** Supplied entries follows **

//! Network configuration loading
//!
//! Parses single plugin (`.conf`) and plugin list (`.conflist`) documents,
//! keeping the exact bytes each object was read from, and promotes a single
//! plugin into a one-element list.

pub mod dir;

pub use dir::{ConfFormat, conf_files, load_conf};

use crate::error::{Error, Result};
use crate::schema::{self, Parsed};
use crate::types::{NetConf, NetConfList};
use serde_json::{Map, Value};
use std::fs;
use std::path::Path;
use tracing::debug;

/// A single plugin definition and the bytes it was parsed from
#[derive(Debug, Clone, PartialEq)]
pub struct NetworkConfig {
    network: NetConf,
    bytes: Vec<u8>,
}

/// An ordered plugin chain and the bytes it was parsed from
#[derive(Debug, Clone, PartialEq)]
pub struct NetworkConfigList {
    name: String,
    cni_version: Option<String>,
    disable_check: bool,
    plugins: Vec<NetworkConfig>,
    bytes: Vec<u8>,
}

/// Parse a single plugin definition
pub fn conf_from_bytes(bytes: &[u8]) -> Result<NetworkConfig> {
    let Parsed { value: network, .. } =
        schema::parse_bytes::<NetConf>(bytes).map_err(|e| Error::ConfigParse(e.to_string()))?;

    if network.plugin_type.is_empty() {
        return Err(Error::ConfigValidation("missing 'type'".into()));
    }

    Ok(NetworkConfig {
        network,
        bytes: owned_copy(bytes)?,
    })
}

/// Read and parse a single plugin definition file
pub fn conf_from_file(path: &Path) -> Result<NetworkConfig> {
    let bytes = fs::read(path).map_err(|e| Error::ConfigRead {
        path: path.to_path_buf(),
        source: e,
    })?;
    let config = conf_from_bytes(&bytes)?;
    debug!("Loaded plugin config {} from {}", config.network.plugin_type, path.display());
    Ok(config)
}

/// Parse a plugin list
///
/// The list needs a name and at least one plugin, and every plugin must be a
/// valid single definition on its own.
pub fn conflist_from_bytes(bytes: &[u8]) -> Result<NetworkConfigList> {
    let Parsed { value: list, .. } = schema::parse_bytes::<NetConfList>(bytes)
        .map_err(|e| Error::ConfigParse(format!("configuration list: {}", e)))?;

    let name = match list.name {
        Some(name) if !name.is_empty() => name,
        _ => return Err(Error::ConfigValidation("missing 'name'".into())),
    };
    let raw_plugins = list
        .plugins
        .ok_or_else(|| Error::ConfigValidation("no 'plugins' key".into()))?;
    if raw_plugins.is_empty() {
        return Err(Error::ConfigValidation("no plugins in list".into()));
    }

    let mut plugins = Vec::new();
    plugins.try_reserve_exact(raw_plugins.len())?;
    for (i, raw) in raw_plugins.iter().enumerate() {
        let plugin_bytes = serde_json::to_vec(raw).map_err(|e| Error::Serialization(e.to_string()))?;
        let plugin = conf_from_bytes(&plugin_bytes).map_err(|e| {
            Error::ConfigValidation(format!("failed to parse plugin {} of '{}': {}", i, name, e))
        })?;
        plugins.push(plugin);
    }

    Ok(NetworkConfigList {
        name,
        cni_version: list.cni_version,
        disable_check: list.disable_check,
        plugins,
        bytes: owned_copy(bytes)?,
    })
}

/// Read and parse a plugin list file
pub fn conflist_from_file(path: &Path) -> Result<NetworkConfigList> {
    let bytes = fs::read(path).map_err(|e| Error::ConfigRead {
        path: path.to_path_buf(),
        source: e,
    })?;
    let list = conflist_from_bytes(&bytes)?;
    debug!(
        "Loaded network {} ({} plugins) from {}",
        list.name,
        list.plugins.len(),
        path.display()
    );
    Ok(list)
}

fn owned_copy(bytes: &[u8]) -> Result<Vec<u8>> {
    let mut copy = Vec::new();
    copy.try_reserve_exact(bytes.len())?;
    copy.extend_from_slice(bytes);
    Ok(copy)
}

impl NetworkConfig {
    /// Parsed plugin definition
    pub fn network(&self) -> &NetConf {
        &self.network
    }

    /// Bytes the definition was parsed from
    pub fn bytes(&self) -> &[u8] {
        &self.bytes
    }

    pub fn name(&self) -> Option<&str> {
        self.network.name.as_deref()
    }

    pub fn cni_version(&self) -> Option<&str> {
        self.network.cni_version.as_deref()
    }

    pub fn plugin_type(&self) -> &str {
        &self.network.plugin_type
    }

    pub fn into_parts(self) -> (NetConf, Vec<u8>) {
        (self.network, self.bytes)
    }

    /// Wrap this definition as the only plugin of a new list
    ///
    /// Name and version are hoisted to the list. The list gets its own
    /// freshly built document embedding this config's bytes verbatim; `self`
    /// is left as it was. Fails only with `OutOfMemory`.
    pub fn promote(&self) -> Result<NetworkConfigList> {
        let name = self.name().unwrap_or_default().to_string();
        let cni_version = self.network.cni_version.clone();

        let mut head = String::from("{");
        if let Some(version) = &cni_version {
            head.push_str(&format!("\"cniVersion\":{},", Value::from(version.as_str())));
        }
        head.push_str(&format!("\"name\":{},\"plugins\":[", Value::from(name.as_str())));
        const TAIL: &[u8] = b"]}";

        let mut bytes = Vec::new();
        bytes.try_reserve_exact(head.len() + self.bytes.len() + TAIL.len())?;
        bytes.extend_from_slice(head.as_bytes());
        bytes.extend_from_slice(&self.bytes);
        bytes.extend_from_slice(TAIL);

        let mut plugins = Vec::new();
        plugins.try_reserve_exact(1)?;
        plugins.push(NetworkConfig {
            network: self.network.clone(),
            bytes: owned_copy(&self.bytes)?,
        });

        Ok(NetworkConfigList {
            name,
            cni_version,
            disable_check: false,
            plugins,
            bytes,
        })
    }

    /// New config with extra top-level keys set, e.g. `runtimeConfig`
    ///
    /// Existing keys are overwritten; the result is re-validated.
    pub fn inject<'a, I>(&self, values: I) -> Result<NetworkConfig>
    where
        I: IntoIterator<Item = (&'a str, Value)>,
    {
        let mut doc: Map<String, Value> = serde_json::from_slice(&self.bytes)
            .map_err(|e| Error::ConfigParse(e.to_string()))?;

        for (key, value) in values {
            if key.is_empty() {
                return Err(Error::InvalidArgument("injected key is empty".into()));
            }
            doc.insert(key.to_string(), value);
        }

        let bytes = serde_json::to_vec(&doc).map_err(|e| Error::Serialization(e.to_string()))?;
        conf_from_bytes(&bytes)
    }
}

impl NetworkConfigList {
    /// Promote a single plugin definition
    pub fn from_conf(conf: &NetworkConfig) -> Result<Self> {
        conf.promote()
    }

    pub fn name(&self) -> &str {
        &self.name
    }

    pub fn cni_version(&self) -> Option<&str> {
        self.cni_version.as_deref()
    }

    pub fn disable_check(&self) -> bool {
        self.disable_check
    }

    pub fn plugins(&self) -> &[NetworkConfig] {
        &self.plugins
    }

    /// Bytes the list was parsed from (or built from, when promoted)
    pub fn bytes(&self) -> &[u8] {
        &self.bytes
    }
}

** End of Supplied entries **

Exercise: Report the count, and only the count, of lines in the records above that contain "ConfigValidation".

Written solution: 5